Aber mal eine ernst gemeinte Frage:

Wenn für dich FAZ, Spiegel, ZEIT (und dann sowieso auch Stern etc.) "Hirnficks" sind - was kann man dem interessierten Leser dann überhaupt noch empfehlen? Wohl kaum "BILD dir deine Meinung", auch wenn der SATZ (!) es wohl ganz gut trifft ;o)

Leider bin zumindest ich häufig abhängig von Information, die ich selbst nicht beschaffen und folglich nicht selbst bewerten kann. Ich muss folglich zumindest auf den Wahrheitsgehalt der Infos aus FAZ etc. pp. vertrauen.

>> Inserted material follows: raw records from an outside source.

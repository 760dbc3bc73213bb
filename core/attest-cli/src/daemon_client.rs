//! Client helper for talking to the attestation daemon over its socket.
//!
//! The daemon owns all state. Transport failures are retried once with the
//! same request id; error responses are surfaced to the caller unchanged.

use attest_protocol::{Method, Request, Response, MAX_REQUEST_BYTES, PROTOCOL_VERSION};
use serde_json::Value;
use std::env;
use std::fmt;
use std::io::{Read, Write};
use std::os::unix::net::UnixStream;
use std::path::PathBuf;
use std::time::Duration;

const SOCKET_ENV: &str = "ATTEST_DAEMON_SOCKET";
const SOCKET_NAME: &str = "daemon.sock";
const READ_TIMEOUT_MS: u64 = 10_000;
const WRITE_TIMEOUT_MS: u64 = 2_000;
const RETRY_DELAY_MS: u64 = 50;

#[derive(Debug, Clone, PartialEq, Eq)]
pub enum CallError {
    /// The daemon could not be reached or its reply was unreadable.
    Transport(String),
    /// The daemon answered with an error response.
    Daemon { code: String, message: String },
}

impl fmt::Display for CallError {
    fn fmt(&self, f: &mut fmt::Formatter<'_>) -> fmt::Result {
        match self {
            CallError::Transport(message) => write!(f, "{}", message),
            CallError::Daemon { code, message } => write!(f, "{}: {}", code, message),
        }
    }
}

impl std::error::Error for CallError {}

pub fn call(method: Method, params: Option<Value>) -> Result<Value, CallError> {
    let request_id = ulid::Ulid::new().to_string();
    let build = || Request {
        protocol_version: PROTOCOL_VERSION,
        method,
        id: Some(request_id.clone()),
        params: params.clone(),
    };

    let response = send_request_with_retry(build, method_label(method))?;
    if response.ok {
        return Ok(response.data.unwrap_or(Value::Null));
    }
    Err(match response.error {
        Some(err) => CallError::Daemon {
            code: err.code,
            message: err.message,
        },
        None => CallError::Daemon {
            code: "unknown".to_string(),
            message: "Unknown daemon error".to_string(),
        },
    })
}

fn method_label(method: Method) -> &'static str {
    match method {
        Method::GetHealth => "health check",
        Method::Webhook => "webhook",
        Method::Heartbeat => "heartbeat",
        Method::RunSweep => "sweep",
        Method::GetSession => "session lookup",
        Method::ListSessions => "session list",
        Method::GetRecord => "record lookup",
        Method::VerifyRecord => "record verification",
        Method::DrainOutbox => "outbox drain",
    }
}

pub fn socket_path() -> Result<PathBuf, String> {
    if let Ok(path) = env::var(SOCKET_ENV) {
        return Ok(PathBuf::from(path));
    }
    let home = dirs::home_dir().ok_or_else(|| "Home directory not found".to_string())?;
    Ok(home.join(".attest").join(SOCKET_NAME))
}

fn send_request_with_retry<F>(mut build: F, label: &str) -> Result<Response, CallError>
where
    F: FnMut() -> Request,
{
    match send_request(build()) {
        Ok(response) => Ok(response),
        Err(err) => {
            tracing::warn!(error = %err, "Failed to send {} to daemon", label);
            std::thread::sleep(Duration::from_millis(RETRY_DELAY_MS));
            send_request(build()).map_err(|retry_err| {
                tracing::warn!(
                    error = %retry_err,
                    "Retry failed sending {} to daemon",
                    label
                );
                CallError::Transport(retry_err)
            })
        }
    }
}

fn send_request(request: Request) -> Result<Response, String> {
    let socket = socket_path()?;
    let mut stream = UnixStream::connect(&socket)
        .map_err(|err| format!("Failed to connect to daemon socket: {}", err))?;
    let _ = stream.set_read_timeout(Some(Duration::from_millis(READ_TIMEOUT_MS)));
    let _ = stream.set_write_timeout(Some(Duration::from_millis(WRITE_TIMEOUT_MS)));

    serde_json::to_writer(&mut stream, &request)
        .map_err(|err| format!("Failed to write request: {}", err))?;
    stream
        .write_all(b"\n")
        .map_err(|err| format!("Failed to flush request: {}", err))?;
    stream.flush().ok();

    read_response(&mut stream)
}

fn read_response(stream: &mut UnixStream) -> Result<Response, String> {
    let mut buffer = Vec::new();
    let mut chunk = [0u8; 4096];

    loop {
        match stream.read(&mut chunk) {
            Ok(0) => break,
            Ok(n) => {
                buffer.extend_from_slice(&chunk[..n]);
                if buffer.len() > MAX_REQUEST_BYTES {
                    return Err("Response exceeded maximum size".to_string());
                }
                if chunk[..n].contains(&b'\n') {
                    break;
                }
            }
            Err(err)
                if matches!(
                    err.kind(),
                    std::io::ErrorKind::WouldBlock | std::io::ErrorKind::TimedOut
                ) =>
            {
                return Err("Timed out waiting for daemon response".to_string());
            }
            Err(err) => return Err(format!("Failed to read response: {}", err)),
        }
    }

    let newline_index = buffer.iter().position(|b| *b == b'\n');
    let response_bytes = match newline_index {
        Some(index) => &buffer[..index],
        None => buffer.as_slice(),
    };

    if response_bytes.is_empty() {
        return Err("Daemon response was empty".to_string());
    }

    serde_json::from_slice(response_bytes)
        .map_err(|err| format!("Failed to parse response JSON: {}", err))
}

#[cfg(test)]
mod tests {
    use super::*;
    use std::os::unix::net::UnixListener;
    use std::path::Path;
    use std::sync::{
        atomic::{AtomicUsize, Ordering},
        Arc, Mutex, OnceLock,
    };
    use std::time::Instant;

    static ENV_LOCK: OnceLock<Mutex<()>> = OnceLock::new();

    struct EnvGuard {
        key: &'static str,
        prior: Option<String>,
    }

    impl EnvGuard {
        fn set(key: &'static str, value: &str) -> Self {
            let prior = std::env::var(key).ok();
            std::env::set_var(key, value);
            Self { key, prior }
        }
    }

    impl Drop for EnvGuard {
        fn drop(&mut self) {
            if let Some(value) = &self.prior {
                std::env::set_var(self.key, value);
            } else {
                std::env::remove_var(self.key);
            }
        }
    }

    fn env_lock() -> std::sync::MutexGuard<'static, ()> {
        ENV_LOCK
            .get_or_init(|| Mutex::new(()))
            .lock()
            .unwrap_or_else(|poisoned| poisoned.into_inner())
    }

    fn socket_dir(prefix: &str) -> tempfile::TempDir {
        tempfile::Builder::new()
            .prefix(prefix)
            .tempdir_in("/tmp")
            .unwrap()
    }

    fn read_request(stream: &mut UnixStream) -> Option<Request> {
        let mut buffer = Vec::new();
        let mut chunk = [0u8; 1024];
        loop {
            match stream.read(&mut chunk) {
                Ok(0) => break,
                Ok(n) => {
                    buffer.extend_from_slice(&chunk[..n]);
                    if buffer.contains(&b'\n') {
                        break;
                    }
                }
                Err(_) => return None,
            }
        }

        let newline_index = buffer.iter().position(|b| *b == b'\n');
        let request_bytes = match newline_index {
            Some(index) => &buffer[..index],
            None => buffer.as_slice(),
        };
        serde_json::from_slice(request_bytes).ok()
    }

    fn write_response(stream: &mut UnixStream, response: &Response) {
        let mut payload = serde_json::to_vec(response).unwrap();
        payload.push(b'\n');
        let _ = stream.write_all(&payload);
    }

    fn serve<F>(socket_path: &Path, connections: usize, mut handler: F) -> std::thread::JoinHandle<()>
    where
        F: FnMut(usize, &mut UnixStream) + Send + 'static,
    {
        let listener = UnixListener::bind(socket_path).unwrap();
        listener.set_nonblocking(true).unwrap();
        std::thread::spawn(move || {
            let start = Instant::now();
            let mut handled = 0;
            while handled < connections && start.elapsed() < Duration::from_secs(5) {
                match listener.accept() {
                    Ok((mut stream, _)) => {
                        handled += 1;
                        let _ = stream.set_nonblocking(false);
                        handler(handled, &mut stream);
                    }
                    Err(err) if err.kind() == std::io::ErrorKind::WouldBlock => {
                        std::thread::sleep(Duration::from_millis(10));
                    }
                    Err(_) => break,
                }
            }
        })
    }

    #[test]
    fn retry_reuses_same_request_id_after_lost_response() {
        let _guard = env_lock();
        let dir = socket_dir("attest-cli-lost");
        let socket_path = dir.path().join("daemon.sock");

        let attempt_ids: Arc<Mutex<Vec<Option<String>>>> = Arc::new(Mutex::new(Vec::new()));
        let attempt_ids_clone = Arc::clone(&attempt_ids);
        let server = serve(&socket_path, 2, move |handled, stream| {
            let request = read_request(stream);
            attempt_ids_clone
                .lock()
                .unwrap()
                .push(request.and_then(|request| request.id));
            if handled == 2 {
                write_response(stream, &Response::ok(None, serde_json::json!({"status": "ok"})));
            }
        });

        let _socket_guard = EnvGuard::set(SOCKET_ENV, socket_path.to_str().unwrap());
        let data = call(Method::GetHealth, None).expect("second attempt succeeds");
        assert_eq!(data["status"], "ok");
        server.join().unwrap();

        let ids = attempt_ids.lock().unwrap();
        assert_eq!(ids.len(), 2);
        assert!(ids[0].is_some());
        assert_eq!(ids[0], ids[1], "retry must reuse the same request id");
    }

    #[test]
    fn daemon_error_is_surfaced_without_retry() {
        let _guard = env_lock();
        let dir = socket_dir("attest-cli-error");
        let socket_path = dir.path().join("daemon.sock");

        let attempts = Arc::new(AtomicUsize::new(0));
        let attempts_clone = Arc::clone(&attempts);
        let server = serve(&socket_path, 1, move |_, stream| {
            attempts_clone.fetch_add(1, Ordering::SeqCst);
            let request = read_request(stream).expect("request");
            assert_eq!(request.method, Method::Heartbeat);
            assert_eq!(request.params.as_ref().unwrap()["session_id"], "ses-1");
            write_response(
                stream,
                &Response::error(request.id, "unknown_session", "Unknown session: ses-1"),
            );
        });

        let _socket_guard = EnvGuard::set(SOCKET_ENV, socket_path.to_str().unwrap());
        let err = call(
            Method::Heartbeat,
            Some(serde_json::json!({ "session_id": "ses-1" })),
        )
        .unwrap_err();
        server.join().unwrap();

        assert_eq!(
            err,
            CallError::Daemon {
                code: "unknown_session".to_string(),
                message: "Unknown session: ses-1".to_string(),
            }
        );
        assert_eq!(attempts.load(Ordering::SeqCst), 1);
    }

    #[test]
    fn missing_daemon_is_a_transport_error() {
        let _guard = env_lock();
        let dir = socket_dir("attest-cli-missing");
        let socket_path = dir.path().join("absent.sock");
        let _socket_guard = EnvGuard::set(SOCKET_ENV, socket_path.to_str().unwrap());

        let err = call(Method::RunSweep, None).unwrap_err();
        assert!(matches!(err, CallError::Transport(_)), "{:?}", err);
    }

    #[test]
    fn socket_path_honors_env_override() {
        let _guard = env_lock();
        let _socket_guard = EnvGuard::set(SOCKET_ENV, "/tmp/attest-override.sock");
        assert_eq!(
            socket_path().unwrap(),
            PathBuf::from("/tmp/attest-override.sock")
        );
    }
}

Und ganz ehrlich, das tue ich eher bei einem "etablierten Medium" als bei Blogs, die lese ich, wenn ich Meinungen will.

Und mal wieder zu deinen Lieblingsgebashten "Nachwuchshirnfickern": die tun nichts anderes, als dafür zu sorgen, dass sie genommen werden. Aus deiner Sicht, die von materiellen Sorgen IMO weitestgehend befreit ist, greift deine Kritik manchmal ein wenig zu kurz. Du scheinst einen persönlichen Hass auf bestimmte Institutionen zu haben und überträgst das auf Menschen, die mal Teil davon werden könnten/wollen. Ich kann das nachvollziehen, geht mir manchmal auch so.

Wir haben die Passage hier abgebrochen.